Every line below that holds the word "Queued" counts once; please tally them and give only the total.
*** Task input ***
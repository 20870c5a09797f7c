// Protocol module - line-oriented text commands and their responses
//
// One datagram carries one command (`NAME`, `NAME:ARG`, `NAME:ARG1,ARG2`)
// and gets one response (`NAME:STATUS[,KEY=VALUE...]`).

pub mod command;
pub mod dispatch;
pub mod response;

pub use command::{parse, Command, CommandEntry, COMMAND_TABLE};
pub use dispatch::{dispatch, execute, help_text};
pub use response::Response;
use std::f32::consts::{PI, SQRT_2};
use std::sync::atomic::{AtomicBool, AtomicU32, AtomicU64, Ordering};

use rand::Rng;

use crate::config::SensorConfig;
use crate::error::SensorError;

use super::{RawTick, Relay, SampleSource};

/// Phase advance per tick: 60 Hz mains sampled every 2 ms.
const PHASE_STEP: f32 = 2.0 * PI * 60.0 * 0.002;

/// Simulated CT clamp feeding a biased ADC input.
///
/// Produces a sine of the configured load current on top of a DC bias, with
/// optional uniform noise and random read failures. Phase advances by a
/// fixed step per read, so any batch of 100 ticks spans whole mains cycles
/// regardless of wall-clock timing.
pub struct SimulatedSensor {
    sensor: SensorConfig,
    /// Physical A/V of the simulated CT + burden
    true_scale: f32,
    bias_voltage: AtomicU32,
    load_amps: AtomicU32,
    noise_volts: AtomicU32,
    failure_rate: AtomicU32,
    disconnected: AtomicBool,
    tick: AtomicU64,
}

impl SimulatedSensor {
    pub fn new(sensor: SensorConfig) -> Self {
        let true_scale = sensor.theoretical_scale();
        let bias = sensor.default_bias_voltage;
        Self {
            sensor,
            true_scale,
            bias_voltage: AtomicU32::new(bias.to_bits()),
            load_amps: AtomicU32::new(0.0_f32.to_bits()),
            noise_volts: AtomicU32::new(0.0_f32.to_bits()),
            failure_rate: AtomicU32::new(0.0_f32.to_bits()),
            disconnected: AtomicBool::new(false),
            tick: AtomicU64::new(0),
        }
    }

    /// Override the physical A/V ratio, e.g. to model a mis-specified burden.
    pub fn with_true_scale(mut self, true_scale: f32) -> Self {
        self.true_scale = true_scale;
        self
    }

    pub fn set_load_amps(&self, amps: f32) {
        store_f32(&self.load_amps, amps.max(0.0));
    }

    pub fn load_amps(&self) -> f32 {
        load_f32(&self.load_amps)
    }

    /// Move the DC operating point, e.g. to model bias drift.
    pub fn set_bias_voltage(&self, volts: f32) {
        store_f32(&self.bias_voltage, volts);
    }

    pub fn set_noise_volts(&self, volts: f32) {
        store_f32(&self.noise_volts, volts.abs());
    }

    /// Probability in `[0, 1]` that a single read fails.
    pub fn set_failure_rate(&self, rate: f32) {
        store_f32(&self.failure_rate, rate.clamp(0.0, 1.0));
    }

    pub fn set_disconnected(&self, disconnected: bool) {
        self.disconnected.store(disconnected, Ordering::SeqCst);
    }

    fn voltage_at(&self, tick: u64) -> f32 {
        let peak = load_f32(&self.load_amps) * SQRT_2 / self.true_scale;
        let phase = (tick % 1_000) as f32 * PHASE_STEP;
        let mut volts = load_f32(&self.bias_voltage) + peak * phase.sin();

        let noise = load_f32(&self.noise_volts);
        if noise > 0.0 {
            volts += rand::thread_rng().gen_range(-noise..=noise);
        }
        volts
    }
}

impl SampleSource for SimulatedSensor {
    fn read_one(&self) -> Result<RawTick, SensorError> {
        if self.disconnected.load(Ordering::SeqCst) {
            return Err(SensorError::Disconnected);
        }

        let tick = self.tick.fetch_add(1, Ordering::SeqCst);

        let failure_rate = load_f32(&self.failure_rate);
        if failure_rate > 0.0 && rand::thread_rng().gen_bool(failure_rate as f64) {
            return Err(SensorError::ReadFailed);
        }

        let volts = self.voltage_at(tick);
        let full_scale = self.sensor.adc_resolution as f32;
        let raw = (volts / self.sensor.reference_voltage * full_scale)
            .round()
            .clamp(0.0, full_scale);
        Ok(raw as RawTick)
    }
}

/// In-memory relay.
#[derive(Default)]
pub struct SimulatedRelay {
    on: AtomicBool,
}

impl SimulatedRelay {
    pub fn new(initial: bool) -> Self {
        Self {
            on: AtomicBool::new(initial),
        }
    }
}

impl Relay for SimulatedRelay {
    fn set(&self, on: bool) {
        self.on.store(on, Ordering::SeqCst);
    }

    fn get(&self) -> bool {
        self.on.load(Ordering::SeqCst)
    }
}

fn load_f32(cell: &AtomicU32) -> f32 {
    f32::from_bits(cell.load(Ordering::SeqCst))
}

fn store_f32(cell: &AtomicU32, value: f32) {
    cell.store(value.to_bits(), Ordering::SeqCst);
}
*** End of Task input ***
*** Task input ***
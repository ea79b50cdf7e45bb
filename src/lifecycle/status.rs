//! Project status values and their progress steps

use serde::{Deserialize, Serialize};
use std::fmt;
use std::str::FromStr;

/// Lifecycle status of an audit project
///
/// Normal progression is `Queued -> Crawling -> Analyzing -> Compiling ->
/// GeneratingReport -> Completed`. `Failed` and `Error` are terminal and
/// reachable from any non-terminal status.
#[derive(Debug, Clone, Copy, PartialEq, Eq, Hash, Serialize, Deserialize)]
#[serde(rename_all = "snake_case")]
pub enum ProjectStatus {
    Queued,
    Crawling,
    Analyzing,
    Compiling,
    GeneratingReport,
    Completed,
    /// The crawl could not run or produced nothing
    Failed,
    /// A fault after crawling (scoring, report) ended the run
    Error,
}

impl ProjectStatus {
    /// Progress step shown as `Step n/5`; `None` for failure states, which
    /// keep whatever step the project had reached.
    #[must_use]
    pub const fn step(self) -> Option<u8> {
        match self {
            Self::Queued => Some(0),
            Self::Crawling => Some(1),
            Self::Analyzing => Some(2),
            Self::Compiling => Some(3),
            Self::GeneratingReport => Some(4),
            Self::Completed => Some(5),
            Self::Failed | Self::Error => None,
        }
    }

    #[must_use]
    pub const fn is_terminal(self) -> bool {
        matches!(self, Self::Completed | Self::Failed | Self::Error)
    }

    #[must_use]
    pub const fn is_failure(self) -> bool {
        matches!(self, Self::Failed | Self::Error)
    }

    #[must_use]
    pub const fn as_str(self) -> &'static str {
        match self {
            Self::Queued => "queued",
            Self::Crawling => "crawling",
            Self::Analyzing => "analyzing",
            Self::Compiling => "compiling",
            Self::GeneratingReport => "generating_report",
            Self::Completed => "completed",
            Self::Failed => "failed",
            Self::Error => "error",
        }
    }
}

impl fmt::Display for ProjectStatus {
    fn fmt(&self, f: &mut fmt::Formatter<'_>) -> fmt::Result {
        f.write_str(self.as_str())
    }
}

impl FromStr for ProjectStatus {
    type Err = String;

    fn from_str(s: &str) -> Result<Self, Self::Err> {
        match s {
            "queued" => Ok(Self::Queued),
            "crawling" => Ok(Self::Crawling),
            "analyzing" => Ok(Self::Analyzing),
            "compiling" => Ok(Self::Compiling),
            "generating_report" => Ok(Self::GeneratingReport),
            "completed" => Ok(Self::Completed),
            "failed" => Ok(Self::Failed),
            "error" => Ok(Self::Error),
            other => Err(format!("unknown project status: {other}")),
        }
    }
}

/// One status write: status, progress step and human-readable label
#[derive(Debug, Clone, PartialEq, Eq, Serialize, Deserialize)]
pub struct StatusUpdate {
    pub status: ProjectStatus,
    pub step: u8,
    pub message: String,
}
*** End of Task input ***
#### Expected output:
5